PROBLEM TO WORK ON – Pull each line containing "relative" from the data.

EXTRACTED RECORDS –
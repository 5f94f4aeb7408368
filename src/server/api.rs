use crate::agent::{ AgentError, ChatAgent };
use crate::history::StoreError;
use crate::models::api::{ ChatExchange, ErrorResponse, HealthResponse, SendMessageRequest };
use crate::models::chat::NewConversation;
use axum::{
    routing::{ get, post },
    Router,
    Json,
    extract::{ State, Path },
    response::{ IntoResponse, Response },
    http::StatusCode,
};
use tower_http::cors::{ Any, CorsLayer };
use log::{ debug, error };

#[derive(Clone)]
struct AppState {
    agent: ChatAgent,
}

pub fn router(agent: ChatAgent) -> Router {
    let cors = CorsLayer::new().allow_origin(Any).allow_methods(Any).allow_headers(Any);

    Router::new()
        .route("/api/health", get(health_handler))
        .route("/api/conversations", post(create_conversation_handler))
        .route("/api/conversations/{id}", get(get_conversation_handler))
        .route(
            "/api/conversations/{id}/messages",
            get(list_messages_handler).post(send_message_handler)
        )
        .route("/api/messages/{id}", get(get_message_handler))
        .layer(cors)
        .with_state(AppState { agent })
}

fn error_response(code: StatusCode, message: impl Into<String>) -> Response {
    (code, Json(ErrorResponse { message: message.into() })).into_response()
}

impl IntoResponse for AgentError {
    fn into_response(self) -> Response {
        let code = match &self {
            AgentError::ConversationNotFound(_) | AgentError::MessageNotFound(_) => {
                StatusCode::NOT_FOUND
            }
            AgentError::Store(StoreError::InvalidInput(_)) => StatusCode::BAD_REQUEST,
            AgentError::Generation(_) => StatusCode::INTERNAL_SERVER_ERROR,
        };
        if code.is_server_error() {
            error!("Request failed: {}", self);
        }
        error_response(code, self.to_string())
    }
}

async fn health_handler() -> Json<HealthResponse> {
    Json(HealthResponse { status: "ok".into() })
}

async fn create_conversation_handler(
    State(state): State<AppState>,
    body: Option<Json<NewConversation>>
) -> Result<Response, AgentError> {
    let request = body.map(|Json(b)| b).unwrap_or_default();
    let conversation = state.agent.create_conversation(request).await?;
    Ok((StatusCode::CREATED, Json(conversation)).into_response())
}

async fn get_conversation_handler(
    State(state): State<AppState>,
    Path(id): Path<u64>
) -> Result<Response, AgentError> {
    match state.agent.get_conversation(id).await? {
        Some(conversation) => Ok(Json(conversation).into_response()),
        None => Err(AgentError::ConversationNotFound(id)),
    }
}

async fn list_messages_handler(
    State(state): State<AppState>,
    Path(id): Path<u64>
) -> Result<Response, AgentError> {
    let messages = state.agent.conversation_messages(id).await?;
    Ok(Json(messages).into_response())
}

async fn send_message_handler(
    State(state): State<AppState>,
    Path(id): Path<u64>,
    Json(req): Json<SendMessageRequest>
) -> Result<Response, AgentError> {
    debug!("Chat request for conversation {} ({} chars)", id, req.content.len());
    let turn = state.agent.process_message(id, &req.content).await?;
    Ok(
        Json(ChatExchange {
            user_message: turn.user_message,
            assistant_message: turn.assistant_message,
        }).into_response()
    )
}

async fn get_message_handler(
    State(state): State<AppState>,
    Path(id): Path<u64>
) -> Result<Response, AgentError> {
    let message = state.agent.get_message(id).await?;
    Ok(Json(message).into_response())
}
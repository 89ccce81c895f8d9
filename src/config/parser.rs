//! Configuration Parser
//!
//! Handles loading configuration files from disk and decoding YAML into
//! the [`Config`] model. Paths starting with `~/` are resolved against the
//! user's home directory.

use std::fs;
use std::path::{Path, PathBuf};

use log::{debug, info};
use once_cell::sync::Lazy;
use thiserror::Error;

use super::model::Config;

/// Application name used for the default configuration location.
const APP_DIR: &str = "keepup";

/// Default configuration path: `~/.config/keepup/keepup.yml`.
///
/// Falls back to a relative `.config/keepup/keepup.yml` when no home
/// directory is known.
pub static DEFAULT_CONFIG_PATH: Lazy<PathBuf> = Lazy::new(|| {
    home_dir()
        .unwrap_or_default()
        .join(".config")
        .join(APP_DIR)
        .join(format!("{}.yml", APP_DIR))
});

/// Errors raised while loading or dumping configuration.
#[derive(Debug, Error)]
pub enum ConfigError {
    #[error("cannot determine home dir")]
    HomeDir,

    #[error("cannot read config file '{}': {source}", path.display())]
    Read {
        path: PathBuf,
        #[source]
        source: std::io::Error,
    },

    #[error("invalid yaml format: {0}")]
    Parse(#[source] serde_yaml::Error),

    #[error("failed to serialize configuration: {0}")]
    Serialize(#[source] serde_yaml::Error),
}

fn home_dir() -> Option<PathBuf> {
    std::env::var_os("HOME")
        .filter(|h| !h.is_empty())
        .map(PathBuf::from)
}

/// Resolves a leading `~/` against the home directory.
pub fn expand_home(path: &Path) -> Result<PathBuf, ConfigError> {
    match path.strip_prefix("~") {
        Ok(rest) => Ok(home_dir().ok_or(ConfigError::HomeDir)?.join(rest)),
        Err(_) => Ok(path.to_path_buf()),
    }
}

/// Decodes a configuration from YAML text.
///
/// An empty document (or one holding only comments) yields the default
/// configuration.
///
/// # Example
///
/// ```
/// use keepup::config::parse_config;
///
/// let config = parse_config("groups:\n  - name: hello\n    command: echo\n").unwrap();
/// assert_eq!(config.groups[0].name, "hello");
/// ```
pub fn parse_config(yaml: &str) -> Result<Config, ConfigError> {
    if yaml.trim().is_empty() {
        return Ok(Config::default());
    }

    let config: Option<Config> = serde_yaml::from_str(yaml).map_err(ConfigError::Parse)?;
    Ok(config.unwrap_or_default())
}

/// Loads a configuration from a YAML file.
///
/// # Arguments
///
/// * `path` - Path to the configuration file, `~/` is expanded
///
/// # Returns
///
/// * `Ok(Config)` - Successfully decoded configuration
/// * `Err` - Read or parse error
pub fn load_config(path: impl AsRef<Path>) -> Result<Config, ConfigError> {
    let path = expand_home(path.as_ref())?;
    info!("Loading configuration from: {}", path.display());

    let content = fs::read_to_string(&path).map_err(|source| ConfigError::Read {
        path: path.clone(),
        source,
    })?;

    debug!("YAML content loaded ({} bytes)", content.len());

    let config = parse_config(&content)?;

    info!(
        "Parsed {} groups, {} execution steps",
        config.groups.len(),
        config.execution.len()
    );

    Ok(config)
}

/// Renders a configuration back to YAML.
pub fn to_yaml(config: &Config) -> Result<String, ConfigError> {
    serde_yaml::to_string(config).map_err(ConfigError::Serialize)
}

#[cfg(test)]
mod tests {
    use super::*;
    use std::path::PathBuf;
    use tempfile::tempdir;

    const VALID_YAML: &str = r#"
version: 1

settings:
  logging:
    level: trace
    pretty: true # human-readable logs

env:
  KEY: "value"

groups:
  - name: program1
    description: "This runs program 1"
    command: "echo $WHATEVER"
    params: ["--flag1", "value1"]

execution:
  - group: ["program1"] # these run concurrently
"#;

    #[test]
    fn test_parse_config_valid_yaml() {
        let config = parse_config(VALID_YAML).unwrap();

        assert_eq!(config.version, 1);
        assert_eq!(config.settings.logging.level, "trace");
        assert!(config.settings.logging.pretty);
        assert_eq!(config.groups[0].name, "program1");
        assert_eq!(config.groups[0].params, vec!["--flag1", "value1"]);
        assert_eq!(
            config.groups[0].description.as_deref(),
            Some("This runs program 1")
        );
        assert_eq!(config.env.get("KEY").map(String::as_str), Some("value"));
        assert_eq!(config.execution[0].group, vec!["program1"]);
    }

    #[test]
    fn test_parse_config_invalid_yaml() {
        let result = parse_config("invalid_yaml: [");
        assert!(matches!(result, Err(ConfigError::Parse(_))));
    }

    #[test]
    fn test_parse_config_empty() {
        let config = parse_config("").unwrap();
        assert_eq!(config, Config::default());
        assert_eq!(config.version, 0);
        assert!(config.groups.is_empty());
        assert!(config.execution.is_empty());
        assert!(config.env.is_empty());
    }

    #[test]
    fn test_parse_config_comments_only() {
        let config = parse_config("# nothing configured yet\n").unwrap();
        assert_eq!(config, Config::default());
    }

    #[test]
    fn test_parse_config_ignores_unknown_settings() {
        let yaml = "settings:\n  working-dir: /tmp\n  max-concurrency: 2\n";
        let config = parse_config(yaml).unwrap();
        assert_eq!(config.settings.working_dir, Some(PathBuf::from("/tmp")));
    }

    #[test]
    fn test_load_config_valid_file() {
        let temp_dir = tempdir().unwrap();
        let path = temp_dir.path().join("config.yaml");
        std::fs::write(&path, VALID_YAML).unwrap();

        let config = load_config(&path).unwrap();
        assert_eq!(config.version, 1);
        assert_eq!(config.groups.len(), 1);
    }

    #[test]
    fn test_load_config_file_not_found() {
        let result = load_config("/nonexistent/path/keepup.yml");
        match result {
            Err(ConfigError::Read { path, .. }) => {
                assert_eq!(path, PathBuf::from("/nonexistent/path/keepup.yml"));
            }
            other => panic!("expected read error, got {:?}", other),
        }
    }

    #[test]
    fn test_load_config_invalid_file() {
        let temp_dir = tempdir().unwrap();
        let path = temp_dir.path().join("bad.yaml");
        std::fs::write(&path, "invalid_yaml: [").unwrap();

        assert!(load_config(&path).is_err());
    }

    #[test]
    fn test_load_config_empty_file() {
        let temp_dir = tempdir().unwrap();
        let path = temp_dir.path().join("empty.yaml");
        std::fs::write(&path, "").unwrap();

        let config = load_config(&path).unwrap();
        assert_eq!(config, Config::default());
    }

    #[test]
    fn test_expand_home_plain_path() {
        let path = expand_home(Path::new("/etc/keepup.yml")).unwrap();
        assert_eq!(path, PathBuf::from("/etc/keepup.yml"));

        let relative = expand_home(Path::new("configs/~/x.yml")).unwrap();
        assert_eq!(relative, PathBuf::from("configs/~/x.yml"));
    }

    #[test]
    fn test_expand_home_tilde() {
        let Some(home) = home_dir() else {
            return;
        };
        let path = expand_home(Path::new("~/config-test.yaml")).unwrap();
        assert_eq!(path, home.join("config-test.yaml"));
    }

    #[test]
    fn test_default_config_path() {
        let path = DEFAULT_CONFIG_PATH.as_path();
        assert!(path.ends_with(".config/keepup/keepup.yml"));
    }

    #[test]
    fn test_to_yaml_round_trip() {
        let config = parse_config(VALID_YAML).unwrap();
        let yaml = to_yaml(&config).unwrap();
        assert!(yaml.contains("program1"));

        let reparsed = parse_config(&yaml).unwrap();
        assert_eq!(reparsed, config);
    }
}
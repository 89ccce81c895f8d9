//! Keepup CLI Entry Point
//!
//! Provides command-line interface for running a task configuration.
//!
//! # Usage
//!
//! ```bash
//! # Run the default configuration (~/.config/keepup/keepup.yml)
//! keepup
//!
//! # Run a specific configuration file
//! keepup --config tasks.yml
//!
//! # Run a single group only
//! keepup --config tasks.yml --group build
//!
//! # Preview commands without executing them
//! keepup --dry-run
//!
//! # Print version information as JSON
//! keepup version
//! ```

use std::collections::BTreeMap;
use std::env;
use std::path::PathBuf;
use std::process::ExitCode;

use log::{error, info};

use keepup::config::{load_config, to_yaml, DEFAULT_CONFIG_PATH};
use keepup::execution::Engine;
use keepup::{logging, APP_NAME, GIT_SHA, VERSION};

/// What the command line asked for.
#[derive(Debug, PartialEq)]
enum Command {
    Run(Options),
    Version,
    Help,
}

/// Options for a run.
#[derive(Debug, Default, PartialEq)]
struct Options {
    config_path: Option<PathBuf>,
    dry_run: bool,
    verbose: bool,
    group: Option<String>,
}

/// Prints usage information.
fn print_usage() {
    println!("Keepup is a task runner that executes tasks based on a configuration file.");
    println!();
    println!("Usage: {} [OPTIONS]", APP_NAME);
    println!("       {} version", APP_NAME);
    println!();
    println!("Commands:");
    println!("  version             Display detailed version information");
    println!();
    println!("Options:");
    println!(
        "  -c, --config PATH   Path to config file (default is {})",
        DEFAULT_CONFIG_PATH.display()
    );
    println!("  -d, --dry-run       Dry run mode (no changes applied)");
    println!("  -v, --verbose       Debug mode (verbose output)");
    println!("  -g, --group NAME    Group name to run (overrides config file)");
    println!("  -h, --help          Show this help message");
}

/// Renders the version report as a single JSON line.
fn version_json() -> String {
    let info = BTreeMap::from([
        ("arch", env::consts::ARCH),
        ("os", env::consts::OS),
        ("sha", GIT_SHA),
        ("version", VERSION),
    ]);
    serde_json::to_string(&info).unwrap_or_default()
}

/// Parses command-line arguments.
fn parse_arguments(args: &[String]) -> Result<Command, String> {
    let mut options = Options::default();
    let mut i = 1; // Skip program name

    while i < args.len() {
        let arg = args[i].as_str();

        match arg {
            "version" if i == 1 => {
                if args.len() > 2 {
                    return Err(format!("Unexpected argument: {}", args[2]));
                }
                return Ok(Command::Version);
            }
            "--help" | "-h" => return Ok(Command::Help),
            "--dry-run" | "-d" => options.dry_run = true,
            "--verbose" | "-v" => options.verbose = true,
            "--config" | "-c" => {
                i += 1;
                let path = args
                    .get(i)
                    .ok_or_else(|| format!("{} requires a path argument", arg))?;
                options.config_path = Some(PathBuf::from(path));
            }
            "--group" | "-g" => {
                i += 1;
                let name = args
                    .get(i)
                    .ok_or_else(|| format!("{} requires a group name", arg))?;
                options.group = Some(name.clone());
            }
            _ if arg.starts_with("--config=") => {
                options.config_path = Some(PathBuf::from(&arg["--config=".len()..]));
            }
            _ if arg.starts_with("--group=") => {
                options.group = Some(arg["--group=".len()..].to_string());
            }
            _ if arg.starts_with('-') => return Err(format!("Unknown option: {}", arg)),
            _ => return Err(format!("Unexpected argument: {}", arg)),
        }
        i += 1;
    }

    Ok(Command::Run(options))
}

/// Loads the configuration and executes it.
fn run(options: Options) -> Result<(), Box<dyn std::error::Error>> {
    let config_path = options
        .config_path
        .unwrap_or_else(|| DEFAULT_CONFIG_PATH.clone());

    let mut config = load_config(&config_path).map_err(|e| {
        eprintln!("Error loading config: {}", e);
        "unable to load configuration file"
    })?;

    logging::init(&config.settings.logging, options.verbose)?;

    if options.verbose {
        info!("Config file found at: {}", config_path.display());
        println!("{}", to_yaml(&config)?);
    }

    if let Some(ref name) = options.group {
        config.restrict_to_group(name)?;
        info!("Execution filtered by group: {}.", name);
    }

    let mut engine = Engine::new(config);
    if options.dry_run {
        engine.set_dry_run(true);
    }

    engine.run().map_err(|e| {
        error!("Execution failed: {}", e);
        e
    })?;

    Ok(())
}

fn main() -> ExitCode {
    let args: Vec<String> = env::args().collect();

    let command = match parse_arguments(&args) {
        Ok(command) => command,
        Err(e) => {
            eprintln!("Error: {}", e);
            eprintln!();
            print_usage();
            return ExitCode::FAILURE;
        }
    };

    match command {
        Command::Help => {
            print_usage();
            ExitCode::SUCCESS
        }
        Command::Version => {
            println!("{}", version_json());
            ExitCode::SUCCESS
        }
        Command::Run(options) => match run(options) {
            Ok(()) => ExitCode::SUCCESS,
            Err(e) => {
                eprintln!("Error: {}", e);
                ExitCode::FAILURE
            }
        },
    }
}
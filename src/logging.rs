//! Logging Setup
//!
//! Builds the `env_logger` backend behind the `log` facade from the
//! configuration's `settings.logging` block. Output goes to stdout, either
//! as human-readable lines (`pretty: true`) or as one JSON object per line.
//! `RUST_LOG` still takes precedence over the configured level.

use std::io::Write;

use chrono::{DateTime, Local, SecondsFormat};
use colored::Colorize;
use log::{warn, Level, LevelFilter, SetLoggerError};

use crate::config::Logging;

/// Level used when the configuration does not name one.
pub const DEFAULT_LEVEL: LevelFilter = LevelFilter::Debug;

/// Parses a level name, case-insensitively.
///
/// Besides the `log` level names, `fatal` and `panic` map to `error`,
/// and `disabled` turns logging off.
pub fn parse_level(name: &str) -> Option<LevelFilter> {
    match name.trim().to_ascii_lowercase().as_str() {
        "trace" => Some(LevelFilter::Trace),
        "debug" => Some(LevelFilter::Debug),
        "info" => Some(LevelFilter::Info),
        "warn" | "warning" => Some(LevelFilter::Warn),
        "error" | "fatal" | "panic" => Some(LevelFilter::Error),
        "disabled" | "off" => Some(LevelFilter::Off),
        _ => None,
    }
}

/// Picks the effective level for the given settings.
///
/// Returns the level and, when the configured name was not recognized,
/// that name so the caller can report it once logging is up.
pub fn resolve_level(logging: &Logging, verbose: bool) -> (LevelFilter, Option<String>) {
    let (level, invalid) = if logging.level.trim().is_empty() {
        (DEFAULT_LEVEL, None)
    } else {
        match parse_level(&logging.level) {
            Some(level) => (level, None),
            None => (DEFAULT_LEVEL, Some(logging.level.clone())),
        }
    };

    let level = if verbose {
        level.max(LevelFilter::Debug)
    } else {
        level
    };

    (level, invalid)
}

fn level_tag(level: Level) -> String {
    match level {
        Level::Trace => "TRC".magenta().to_string(),
        Level::Debug => "DBG".yellow().to_string(),
        Level::Info => "INF".green().to_string(),
        Level::Warn => "WRN".red().to_string(),
        Level::Error => "ERR".red().bold().to_string(),
    }
}

/// Renders a human-readable log line.
pub fn format_pretty(time: &DateTime<Local>, level: Level, message: &str) -> String {
    format!(
        "{} {} {}",
        time.format("%H:%M:%S").to_string().dimmed(),
        level_tag(level),
        message
    )
}

/// Renders a JSON log line.
pub fn format_json(time: &DateTime<Local>, level: Level, message: &str) -> String {
    serde_json::json!({
        "level": level.as_str().to_ascii_lowercase(),
        "time": time.to_rfc3339_opts(SecondsFormat::Secs, true),
        "message": message,
    })
    .to_string()
}

/// Installs the global logger.
///
/// # Arguments
///
/// * `logging` - Level and format settings from the configuration
/// * `verbose` - Raise the level to at least debug
pub fn init(logging: &Logging, verbose: bool) -> Result<(), SetLoggerError> {
    let (level, invalid) = resolve_level(logging, verbose);
    let pretty = logging.pretty;

    env_logger::Builder::from_env(env_logger::Env::default().default_filter_or(level.to_string()))
        .target(env_logger::Target::Stdout)
        .format(move |buf, record| {
            let message = record.args().to_string();
            let now = Local::now();
            let line = if pretty {
                format_pretty(&now, record.level(), &message)
            } else {
                format_json(&now, record.level(), &message)
            };
            writeln!(buf, "{}", line)
        })
        .try_init()?;

    if let Some(name) = invalid {
        warn!(
            "Invalid log level {:?}, using the default level instead",
            name
        );
    }

    Ok(())
}
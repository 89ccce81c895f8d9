//! Execution Module
//!
//! Provides the engine that runs a configuration's steps, including
//! concurrent group scheduling, captured output sharing, and
//! environment layering.
//!
//! # Architecture
//!
//! - [`engine`]: Step scheduler orchestrating a run
//! - [`group`]: Single group execution logic
//! - [`output`]: Captured output store and placeholder expansion
//! - [`registry`]: Group lookup by name
//! - [`env`]: Environment layer merging

pub mod engine;
pub mod env;
pub mod group;
pub mod output;
pub mod registry;

pub use engine::{Engine, EngineError};
pub use group::GroupError;
pub use output::OutputStore;
pub use registry::GroupRegistry;
//! Individual Group Execution
//!
//! Handles the execution of a single group including:
//! - Shell resolution
//! - `{{ output.<group> }}` parameter expansion
//! - Environment layering
//! - Live output streaming with in-memory capture

use std::collections::HashMap;
use std::ffi::OsString;
use std::io::{self, Read, Write};
use std::path::PathBuf;
use std::process::{Command, ExitStatus, Stdio};
use std::sync::{Mutex, PoisonError};
use std::thread;

use log::{debug, error, info, trace};
use thiserror::Error;

use crate::config::Group;

use super::env::{merge_envs, process_env};
use super::output::{expand_params, OutputStore};

/// Shell used when neither the group nor `$SHELL` names one.
pub const FALLBACK_SHELL: &str = "/bin/sh";

/// Read size for streaming child output.
const CHUNK_SIZE: usize = 8 * 1024;

/// Failure of a single group.
#[derive(Debug, Error)]
pub enum GroupError {
    #[error("group {group} failed to start '{shell}': {source}")]
    Spawn {
        group: String,
        shell: String,
        #[source]
        source: io::Error,
    },

    #[error("group {group} failed: {status}")]
    Exit { group: String, status: ExitStatus },

    #[error("group {group} failed while collecting output: {source}")]
    Capture {
        group: String,
        #[source]
        source: io::Error,
    },
}

impl GroupError {
    /// Name of the group that failed.
    pub fn group(&self) -> &str {
        match self {
            Self::Spawn { group, .. } | Self::Exit { group, .. } | Self::Capture { group, .. } => {
                group
            }
        }
    }
}

/// Shared, read-only inputs for every group in a run.
#[derive(Debug)]
pub struct GroupContext<'a> {
    /// Configuration-global environment overrides
    pub global_env: &'a HashMap<String, String>,
    /// Captured outputs of groups that already succeeded
    pub outputs: &'a OutputStore,
    /// Directory the process starts in (inherits the tool's when `None`)
    pub working_dir: Option<&'a PathBuf>,
    /// Log the resolved command instead of running it
    pub dry_run: bool,
}

/// Picks the shell for a group: explicit override, then `$SHELL`, then
/// [`FALLBACK_SHELL`].
pub fn resolve_shell(group_shell: Option<&str>, env_shell: Option<String>) -> String {
    group_shell
        .filter(|s| !s.is_empty())
        .map(str::to_string)
        .or_else(|| env_shell.filter(|s| !s.is_empty()))
        .unwrap_or_else(|| FALLBACK_SHELL.to_string())
}

/// Joins a command and its parameters with single spaces.
pub fn build_command_line(command: &str, params: &[String]) -> String {
    std::iter::once(command)
        .chain(params.iter().map(String::as_str))
        .collect::<Vec<_>>()
        .join(" ")
}

/// Executes a single group.
///
/// The command line is run as `<shell> -c "<command> <params...>"`.
/// Standard output and standard error are streamed to the tool's own
/// streams while being captured, interleaved, into one buffer.
///
/// # Returns
///
/// * `Ok(String)` - Captured output. It has also been recorded in the
///   output store under the group's name.
/// * `Err(GroupError)` - The process failed to start or exited non-zero.
///   Nothing is recorded.
///
/// Captured bytes are decoded as UTF-8 with invalid sequences replaced by
/// U+FFFD, so stored output and its substitutions are not byte-exact for
/// binary output.
pub fn run_group(group: &Group, ctx: &GroupContext<'_>) -> Result<String, GroupError> {
    let shell = resolve_shell(group.shell.as_deref(), std::env::var("SHELL").ok());

    let outputs = ctx.outputs.snapshot();
    let expanded: Vec<String> = group
        .params
        .iter()
        .map(|param| expand_params(param, &outputs))
        .collect();

    let command_line = build_command_line(&group.command, &expanded);

    if ctx.dry_run {
        info!("[DRY RUN] Group: {}", group.name);
        info!("  Shell: {}", shell);
        info!("  Command: {}", command_line);
        if let Some(dir) = ctx.working_dir {
            info!("  Working dir: {}", dir.display());
        }
        return Ok(String::new());
    }

    let env = merge_envs(&process_env(), &[ctx.global_env, &group.env]);

    info!(
        "Running group {}: command {} {:?}",
        group.name, group.command, expanded
    );

    let captured = match execute(&group.name, &shell, &command_line, env, ctx.working_dir) {
        Ok(captured) => captured,
        Err((err, captured)) => {
            error!("Error running {}: {}", group.name, err);
            info!("Output from {}: {}", group.name, captured);
            return Err(err);
        }
    };

    trace!("Output from {}: {}", group.name, captured);
    if ctx.outputs.contains(&group.name) {
        debug!("Replacing stored output of group {}", group.name);
    }
    ctx.outputs.set(group.name.clone(), captured.clone());

    Ok(captured)
}

/// Spawns the shell and collects its output.
///
/// On failure the error is returned alongside whatever was captured.
fn execute(
    name: &str,
    shell: &str,
    command_line: &str,
    env: HashMap<OsString, OsString>,
    working_dir: Option<&PathBuf>,
) -> Result<String, (GroupError, String)> {
    let mut cmd = Command::new(shell);
    cmd.arg("-c")
        .arg(command_line)
        .env_clear()
        .envs(env)
        .stdin(Stdio::null())
        .stdout(Stdio::piped())
        .stderr(Stdio::piped());

    if let Some(dir) = working_dir {
        cmd.current_dir(dir);
        debug!("Executing in directory: {}", dir.display());
    }

    let mut child = cmd.spawn().map_err(|source| {
        (
            GroupError::Spawn {
                group: name.to_string(),
                shell: shell.to_string(),
                source,
            },
            String::new(),
        )
    })?;

    let buffer = Mutex::new(Vec::new());
    let stdout = child.stdout.take();
    let stderr = child.stderr.take();

    let (status, read_result) = thread::scope(|scope| {
        let out_handle = stdout.map(|pipe| scope.spawn(|| tee(pipe, io::stdout(), &buffer)));
        let err_handle = stderr.map(|pipe| scope.spawn(|| tee(pipe, io::stderr(), &buffer)));

        let status = child.wait();

        let read_result = [out_handle, err_handle]
            .into_iter()
            .flatten()
            .map(|handle| {
                handle.join().unwrap_or_else(|_| {
                    Err(io::Error::new(io::ErrorKind::Other, "output reader panicked"))
                })
            })
            .collect::<io::Result<()>>();

        (status, read_result)
    });

    let bytes = buffer.into_inner().unwrap_or_else(PoisonError::into_inner);
    let captured = String::from_utf8_lossy(&bytes).into_owned();

    let capture_error = |source| GroupError::Capture {
        group: name.to_string(),
        source,
    };

    let status = match status {
        Ok(status) => status,
        Err(source) => return Err((capture_error(source), captured)),
    };

    if !status.success() {
        return Err((
            GroupError::Exit {
                group: name.to_string(),
                status,
            },
            captured,
        ));
    }

    if let Err(source) = read_result {
        return Err((capture_error(source), captured));
    }

    Ok(captured)
}

/// Copies `reader` to `live` chunk by chunk, appending every chunk to the
/// shared capture buffer.
///
/// Write failures on the live stream are ignored so the child never blocks
/// on a full pipe.
fn tee<R: Read, W: Write>(mut reader: R, mut live: W, buffer: &Mutex<Vec<u8>>) -> io::Result<()> {
    let mut chunk = [0u8; CHUNK_SIZE];
    loop {
        let n = match reader.read(&mut chunk) {
            Ok(0) => return Ok(()),
            Ok(n) => n,
            Err(e) if e.kind() == io::ErrorKind::Interrupted => continue,
            Err(e) => return Err(e),
        };

        buffer
            .lock()
            .unwrap_or_else(PoisonError::into_inner)
            .extend_from_slice(&chunk[..n]);

        let _ = live.write_all(&chunk[..n]).and_then(|_| live.flush());
    }
}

RESPONSE TO THE EXERCISE –
/// Falls back to a relative `.config/keepup/keepup.yml` when no home
        let relative = expand_home(Path::new("configs/~/x.yml")).unwrap();
        assert_eq!(relative, PathBuf::from("configs/~/x.yml"));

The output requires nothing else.